Before this, 15 companies collected ₹26,611 crore through initial share sales in 2020.
Like last year, the majority of the IPOs this year were through the Offer for Sale (OFS) route where existing investors, in one form or another, were offloading stake to retail at relatively high valuations.
Apart from IPOs, there was one follow-on public offer by Ruchi Soya, which mopped up ₹4,300 crore.
The exceptional year for IPOs in 2021 gave way to increased market volatility from rising geopolitical tensions, inflation and aggressive interest rate hikes, which contributed to lower fundraising from initial share sales in 2022. In addition, the dismal performance of some IPOs listed since 2021 too affected the fund collection, said Narendra Solanki, Head-Equity Research at Anand Rathi Shares & Stock Brokers.
Zerodha's Kamath also said the under-performance of the recently listed public issue tempered retail investors' interest, leading to a decline in fund collection through the route.
The war between Russia and Ukraine in February turned the environment bleak for investors, making the stock markets worldwide, including in India, nervous.
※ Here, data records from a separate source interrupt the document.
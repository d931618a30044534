use std::fmt::{Display, Formatter};

use super::bit_utils::BitStream;
use super::error::{QRError, QRResult};
use super::metadata::{ECLevel, Version};

// Mode
//------------------------------------------------------------------------------

#[derive(Debug, PartialEq, Eq, Copy, Clone)]
pub enum Mode {
    Numeric = 0b0001,
    Alphanumeric = 0b0010,
    Byte = 0b0100,
    Kanji = 0b1000,
}

impl Mode {
    /// Picks the most restrictive mode able to represent every byte of `data`.
    /// Kanji is never selected.
    pub fn classify(data: &str) -> Self {
        let bytes = data.as_bytes();
        if bytes.is_empty() {
            return Self::Byte;
        }
        if bytes.iter().all(|&b| Self::Numeric.contains(b)) {
            Self::Numeric
        } else if bytes.iter().all(|&b| Self::Alphanumeric.contains(b)) {
            Self::Alphanumeric
        } else {
            Self::Byte
        }
    }

    pub fn contains(&self, byte: u8) -> bool {
        match self {
            Self::Numeric => byte.is_ascii_digit(),
            Self::Alphanumeric => {
                matches!(byte, b'0'..=b'9' | b'A'..=b'Z' | b' ' | b'$' | b'%' | b'*' | b'+' | b'-' | b'.' | b'/' | b':')
            }
            Self::Byte => true,
            Self::Kanji => false,
        }
    }

    #[inline]
    fn numeric_digit(char: u8) -> u16 {
        debug_assert!(Mode::Numeric.contains(char), "Invalid numeric data: {char}");
        (char - b'0') as u16
    }

    #[inline]
    fn alphanumeric_digit(char: u8) -> u16 {
        debug_assert!(Mode::Alphanumeric.contains(char), "Invalid alphanumeric data: {char}");
        match char {
            b'0'..=b'9' => (char - b'0') as u16,
            b'A'..=b'Z' => (char - b'A' + 10) as u16,
            b' ' => 36,
            b'$' => 37,
            b'%' => 38,
            b'*' => 39,
            b'+' => 40,
            b'-' => 41,
            b'.' => 42,
            b'/' => 43,
            b':' => 44,
            _ => unreachable!("Invalid alphanumeric {char}"),
        }
    }

    /// Value of a numeric group (up to 3 digits) or alphanumeric pair.
    pub fn encode_chunk(&self, data: &[u8]) -> QRResult<u16> {
        let len = data.len();
        match self {
            Self::Numeric => {
                debug_assert!(len <= 3, "Data is too long for numeric conversion: {len}");
                Ok(data.iter().fold(0_u16, |n, b| n * 10 + Self::numeric_digit(*b)))
            }
            Self::Alphanumeric => {
                debug_assert!(len <= 2, "Data is too long for alphanumeric conversion: {len}");
                Ok(data.iter().fold(0_u16, |n, b| n * 45 + Self::alphanumeric_digit(*b)))
            }
            Self::Byte => {
                debug_assert!(len == 1, "Data is too long for byte conversion: {len}");
                Ok(data[0] as u16)
            }
            Self::Kanji => Err(QRError::UnsupportedMode),
        }
    }

    pub fn encoded_len(&self, len: usize) -> usize {
        match *self {
            Self::Numeric => (len * 10).div_ceil(3),
            Self::Alphanumeric => (len * 11).div_ceil(2),
            Self::Byte => len * 8,
            Self::Kanji => unreachable!("Kanji is rejected before encoding"),
        }
    }

    fn chunk_size(&self) -> usize {
        match self {
            Self::Numeric => 3,
            Self::Alphanumeric => 2,
            Self::Byte | Self::Kanji => 1,
        }
    }
}

impl Display for Mode {
    fn fmt(&self, f: &mut Formatter<'_>) -> std::fmt::Result {
        let name = match self {
            Self::Numeric => "NUMERIC",
            Self::Alphanumeric => "ALPHANUMERIC",
            Self::Byte => "BYTE",
            Self::Kanji => "KANJI",
        };
        f.write_str(name)
    }
}


// Encoder
//------------------------------------------------------------------------------

/// Encodes `data` in `mode` and pads it to the data capacity of `ver` at `ecl`.
pub fn encode(data: &str, mode: Mode, ecl: ECLevel, ver: Version) -> QRResult<BitStream> {
    if mode == Mode::Kanji {
        return Err(QRError::UnsupportedMode);
    }

    let data = data.as_bytes();
    if !data.iter().all(|&b| mode.contains(b)) {
        return Err(QRError::InvalidChar);
    }

    let len_bits = ver.char_cnt_bits(mode);
    if data.len() >= (1 << len_bits) {
        return Err(QRError::DataTooLong);
    }

    let bcap = ver.data_bit_capacity(ecl);
    let sz = ver.mode_bits() + len_bits + mode.encoded_len(data.len());
    if sz > bcap {
        return Err(QRError::DataTooLong);
    }

    let mut bs = BitStream::new(bcap);
    push_header(mode, ver.mode_bits(), data.len(), len_bits, &mut bs);
    for chunk in data.chunks(mode.chunk_size()) {
        let bits = mode.encode_chunk(chunk)?;
        bs.push_bits(bits, mode.encoded_len(chunk.len()));
    }
    push_terminator(&mut bs);
    pad_remaining_capacity(&mut bs);
    Ok(bs)
}

fn push_header(mode: Mode, mode_bits: usize, char_cnt: usize, len_bits: usize, out: &mut BitStream) {
    out.push_bits(mode as u8, mode_bits);
    debug_assert!(
        char_cnt < (1 << len_bits),
        "Char count exceeds bit length: Char count {char_cnt}, Char count bits {len_bits}"
    );
    out.push_bits(char_cnt as u16, len_bits);
}

pub fn push_terminator(out: &mut BitStream) {
    let bit_len = out.len();
    let bit_capacity = out.capacity();
    if bit_len < bit_capacity {
        let term_len = std::cmp::min(4, bit_capacity - bit_len);
        out.push_bits(0, term_len);
    }
}

pub fn pad_remaining_capacity(out: &mut BitStream) {
    push_padding_bits(out);
    push_padding_codewords(out);
}

fn push_padding_bits(out: &mut BitStream) {
    let offset = out.len() & 7;
    if offset > 0 && out.len() < out.capacity() {
        let padding_bits_len = std::cmp::min(8 - offset, out.capacity() - out.len());
        out.push_bits(0, padding_bits_len);
    }
}

fn push_padding_codewords(out: &mut BitStream) {
    let remain_byte_capacity = (out.capacity() - out.len()) >> 3;
    PADDING_CODEWORDS.iter().copied().cycle().take(remain_byte_capacity).for_each(|pc| {
        out.push_bits(pc, 8);
    });
}

pub const PADDING_CODEWORDS: [u8; 2] = [0b1110_1100, 0b0001_0001];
To add to the misery, central banks across the globe raised interest rates to restrict the soaring inflation. This led to the squeezing of liquidity, which in turn disturbed the sentiment of the primary market, affecting the pricing of stocks and discouraging companies from opting for listing.
While the LIC issue was the largest ever in the country at ₹20,557 crore, this was followed by Delhivery ( ₹5,235 crore), Adani Wilmar ( ₹3,600 crore), Vedant Fashion ( ₹3,149 crore) and Global Health ( ₹2,205 crore).
Barring LIC and Delhivery, the big size issues were missing in 2022, with an average ticket size of less than ₹1,000 crore as the weak performance of secondary as well as primary markets reduced the appetite for large offers.
Rajendra Naik, MD, Investment Banking at Centrum Capital, said listing day performance and follow-up buying of big-ticket IPOs suffered due to the decline in participation from Foreign Portfolio Investors (FPIs).
The domestic investors such as mutual funds and PMS schemes, who to a large extent substituted the FPIs in the Indian markets, took a more conservative stance and preferred to take smaller positions, and hence IPOs in the range of ₹500-1,500 crore or the midcap IPOs started sailing through. Some of these IPOs were oversubscribed several times.
Interestingly, only two of the 36 IPOs (Delhivery and Tracxn Technologies) were from new-age technology companies, clearly indicating the slowdown of issues from this sector after the disastrous issues from Paytm and a few others.
The overall market response to issues moderated with only 14 IPOs receiving a mega response of over 10 times. Harsha Engineers International was the top performer with a subscription of close to 75 times, followed by Electronics Mart India (around 72 times) and DCX Systems (almost 70 times).
FiveStar Business Finance was the only one not to get subscribed fully.
The response was further muted by the listing performance of biggies like LIC and Delhivery, which were trading 25 per cent below their respective issue prices.
Apart from main-board IPOs, small and medium enterprises (SME) collected ₹1,807 crore, as compared to ₹746 crore raised by SME IPOs in 2021.
Prime Database MD Pranav Haldea feels the IPO pipeline remains strong as 59 IPOs worth ₹88,140 crore are sitting with Sebi nod and another 30 worth about ₹51,215 crore are awaiting the market regulator's approval.
Factors such as economic policies, geopolitical tensions, valuations, investor sentiment, and competition can dictate the IPO market trend in 2023, Centrum Capital's Naik said.
Technology firms, particularly profitable ones, consumer, banking and financial, select manufacturing and infrastructure companies will largely raise funds through IPOs next year.